===== RECORDS SUPPLIED =====

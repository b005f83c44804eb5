use crate::{
    config::TicketConfig,
    contract::{LockReader, BALANCE_METHOD, EXPIRATION_METHOD, HAS_VALID_KEY_METHOD},
    validation::{AddressError, ContractCallError, WalletAddress},
    TicketDetails, ValidationOutcome,
};
use chrono::Utc;
use ethers::types::U256;
use std::sync::Arc;
use tracing::{debug, info, warn};

pub const INVALID_ADDRESS_DIAGNOSTIC: &str = "Invalid wallet address format";
pub const NO_TICKET_DIAGNOSTIC: &str = "No ticket found for this address";
pub const OWNERSHIP_ERROR_DIAGNOSTIC: &str = "Error checking key ownership";
pub const EXPIRED_DIAGNOSTIC: &str = "Your key has expired";
pub const INCONSISTENT_KEY_DIAGNOSTIC: &str = "You own a key but it appears to be invalid";
pub const EXPIRATION_ERROR_DIAGNOSTIC: &str = "Error checking key expiration";

/// Checks whether a wallet holds a valid ticket on the lock contract
///
/// Every contract call is attempted exactly once. Errors never escape
/// `validate`; they are folded into the returned outcome.
pub struct TicketValidator {
    reader: Arc<dyn LockReader>,
    details: TicketDetails,
}

impl TicketValidator {
    pub fn new(reader: Arc<dyn LockReader>, ticket: &TicketConfig) -> Self {
        Self {
            reader,
            details: TicketDetails::from(ticket),
        }
    }

    /// Validate a wallet address against the current wall clock
    pub async fn validate(&self, input: &str) -> ValidationOutcome {
        let now = Utc::now().timestamp().max(0) as u64;
        self.validate_at(input, now).await
    }

    /// Validate a wallet address, treating `now` (unix seconds) as the
    /// current time for the expiration check
    pub async fn validate_at(&self, input: &str, now: u64) -> ValidationOutcome {
        // 1. Normalize before touching the network
        let wallet = match WalletAddress::parse(input) {
            Ok(wallet) => wallet,
            Err(e) => return self.reject_input(input, e),
        };
        debug!("Validating ticket for {}", wallet);

        // 2. Primary check
        let outcome = match self.reader.get_has_valid_key(wallet.address()).await {
            Ok(true) => ValidationOutcome::valid(wallet.to_string(), self.details.clone()),
            Ok(false) => {
                let diagnostic = self.explain_missing_key(&wallet, now).await;
                ValidationOutcome::invalid(wallet.to_string(), diagnostic)
            }
            Err(e) => {
                warn!("{} failed for {}: {}", HAS_VALID_KEY_METHOD, wallet, e);
                ValidationOutcome::invalid(wallet.to_string(), e.diagnostic())
            }
        };

        info!(
            "Ticket check for {}: {:?} ({})",
            wallet,
            outcome.status,
            outcome.diagnostic.as_deref().unwrap_or("ok")
        );
        outcome
    }

    fn reject_input(&self, input: &str, error: AddressError) -> ValidationOutcome {
        debug!("Rejected address input {:?}: {}", input, error);
        ValidationOutcome::unknown(INVALID_ADDRESS_DIAGNOSTIC)
    }

    /// Secondary and tertiary checks, only reached once the primary check
    /// answered `false`
    async fn explain_missing_key(&self, wallet: &WalletAddress, now: u64) -> &'static str {
        // 3. Balance
        let balance = match self.reader.balance_of(wallet.address()).await {
            Ok(balance) => balance,
            Err(e) => {
                return self.call_failed(BALANCE_METHOD, wallet, &e, OWNERSHIP_ERROR_DIAGNOSTIC)
            }
        };
        if balance.is_zero() {
            return NO_TICKET_DIAGNOSTIC;
        }

        // 4. Expiration
        let expiration = match self.reader.key_expiration_timestamp_for(wallet.address()).await {
            Ok(expiration) => expiration,
            Err(e) => {
                return self.call_failed(EXPIRATION_METHOD, wallet, &e, EXPIRATION_ERROR_DIAGNOSTIC)
            }
        };

        if expiration < U256::from(now) {
            EXPIRED_DIAGNOSTIC
        } else {
            // positive balance, unexpired key, yet not valid per the contract
            warn!(
                "Inconsistent key state for {}: balance {} expires {}",
                wallet, balance, expiration
            );
            INCONSISTENT_KEY_DIAGNOSTIC
        }
    }

    fn call_failed(
        &self,
        method: &str,
        wallet: &WalletAddress,
        error: &ContractCallError,
        diagnostic: &'static str,
    ) -> &'static str {
        warn!("{} failed for {}: {}", method, wallet, error);
        diagnostic
    }
}
//! Lock Contract Reader
//!
//! Read-only access to a lock-style ticket contract. The validator only talks
//! to the contract through [`LockReader`], which keeps the network out of its
//! tests.
//!
//! # Methods Queried
//! - **getHasValidKey**: whether the owner holds a currently valid key
//! - **balanceOf**: number of keys held by the owner
//! - **keyExpirationTimestampFor**: unix timestamp at which the key expires

use crate::config::{ContractConfig, RpcConfig};
use crate::validation::{CallErrorKind, ContractCallError, WalletAddress};
use async_trait::async_trait;
use ethers::contract::{abigen, ContractError};
use ethers::providers::{Http, Middleware, Provider};
use ethers::types::{Address, U256};
use std::sync::Arc;
use thiserror::Error;
use tracing::{debug, info};

pub const HAS_VALID_KEY_METHOD: &str = "getHasValidKey";
pub const BALANCE_METHOD: &str = "balanceOf";
pub const EXPIRATION_METHOD: &str = "keyExpirationTimestampFor";

abigen!(
    PublicLock,
    r#"[
        function getHasValidKey(address _keyOwner) external view returns (bool)
        function balanceOf(address _keyOwner) external view returns (uint256)
        function keyExpirationTimestampFor(address _keyOwner) external view returns (uint256)
    ]"#
);

/// Read-only view of the lock contract
///
/// Each method performs exactly one call; implementations must not retry.
#[async_trait]
pub trait LockReader: Send + Sync {
    async fn get_has_valid_key(&self, owner: Address) -> Result<bool, ContractCallError>;

    async fn balance_of(&self, owner: Address) -> Result<U256, ContractCallError>;

    async fn key_expiration_timestamp_for(&self, owner: Address)
        -> Result<U256, ContractCallError>;
}

/// Failure to set up the contract binding
#[derive(Debug, Error)]
pub enum ConnectError {
    #[error("invalid RPC url {url}: {reason}")]
    InvalidRpcUrl { url: String, reason: String },
    #[error("invalid contract address {address}: {reason}")]
    InvalidContractAddress { address: String, reason: String },
}

/// [`LockReader`] backed by an ethers middleware, an HTTP JSON-RPC provider
/// unless stated otherwise
pub struct RpcLockReader<M = Provider<Http>> {
    contract: PublicLock<M>,
}

impl<M: Middleware + 'static> RpcLockReader<M> {
    /// Bind the lock contract at `address` on an existing client
    pub fn new(address: Address, client: Arc<M>) -> Self {
        Self {
            contract: PublicLock::new(address, client),
        }
    }
}

impl RpcLockReader<Provider<Http>> {
    /// Bind the lock contract at the configured address
    ///
    /// No network traffic happens here; the provider connects lazily on the
    /// first call.
    pub fn connect(rpc: &RpcConfig, contract: &ContractConfig) -> Result<Self, ConnectError> {
        let provider = Provider::<Http>::try_from(rpc.url.as_str()).map_err(|e| {
            ConnectError::InvalidRpcUrl {
                url: rpc.url.clone(),
                reason: e.to_string(),
            }
        })?;

        let address = WalletAddress::parse(&contract.address).map_err(|e| {
            ConnectError::InvalidContractAddress {
                address: contract.address.clone(),
                reason: e.to_string(),
            }
        })?;

        info!("Lock contract {} bound via {}", address, rpc.url);
        Ok(Self::new(address.address(), Arc::new(provider)))
    }
}

#[async_trait]
impl<M: Middleware + 'static> LockReader for RpcLockReader<M> {
    async fn get_has_valid_key(&self, owner: Address) -> Result<bool, ContractCallError> {
        debug!("{}({:?})", HAS_VALID_KEY_METHOD, owner);
        self.contract
            .get_has_valid_key(owner)
            .call()
            .await
            .map_err(call_error)
    }

    async fn balance_of(&self, owner: Address) -> Result<U256, ContractCallError> {
        debug!("{}({:?})", BALANCE_METHOD, owner);
        self.contract
            .balance_of(owner)
            .call()
            .await
            .map_err(call_error)
    }

    async fn key_expiration_timestamp_for(
        &self,
        owner: Address,
    ) -> Result<U256, ContractCallError> {
        debug!("{}({:?})", EXPIRATION_METHOD, owner);
        self.contract
            .key_expiration_timestamp_for(owner)
            .call()
            .await
            .map_err(call_error)
    }
}

/// Decoded reverts are tagged directly; everything else goes through the
/// message classifier.
fn call_error<M: Middleware>(err: ContractError<M>) -> ContractCallError {
    if matches!(err, ContractError::Revert(_)) {
        ContractCallError::new(CallErrorKind::Revert, err.to_string())
    } else {
        ContractCallError::from_message(err.to_string())
    }
}
//! Ticket Validation Module
//!
//! This module decides whether a wallet holds a valid ticket.
//! Performs address normalization, the three-step contract check
//! (valid key, balance, expiration) and error classification.

mod address;
mod classifier;
mod validator;


pub use address::{AddressError, WalletAddress};
pub use classifier::{
    CallErrorKind, ContractCallError, classify, unclassified_diagnostic, NETWORK_DIAGNOSTIC,
    REVERT_DIAGNOSTIC, UNKNOWN_ERROR_DIAGNOSTIC,
};
pub use validator::{
    TicketValidator, EXPIRATION_ERROR_DIAGNOSTIC, EXPIRED_DIAGNOSTIC, INCONSISTENT_KEY_DIAGNOSTIC,
    INVALID_ADDRESS_DIAGNOSTIC, NO_TICKET_DIAGNOSTIC, OWNERSHIP_ERROR_DIAGNOSTIC,
};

=====

[TASK TO CARRY OUT]: Once you have checked each line above for the string "abigen", state how many lines contain it and add nothing more.

[RESULT OF THE EXERCISE]: 2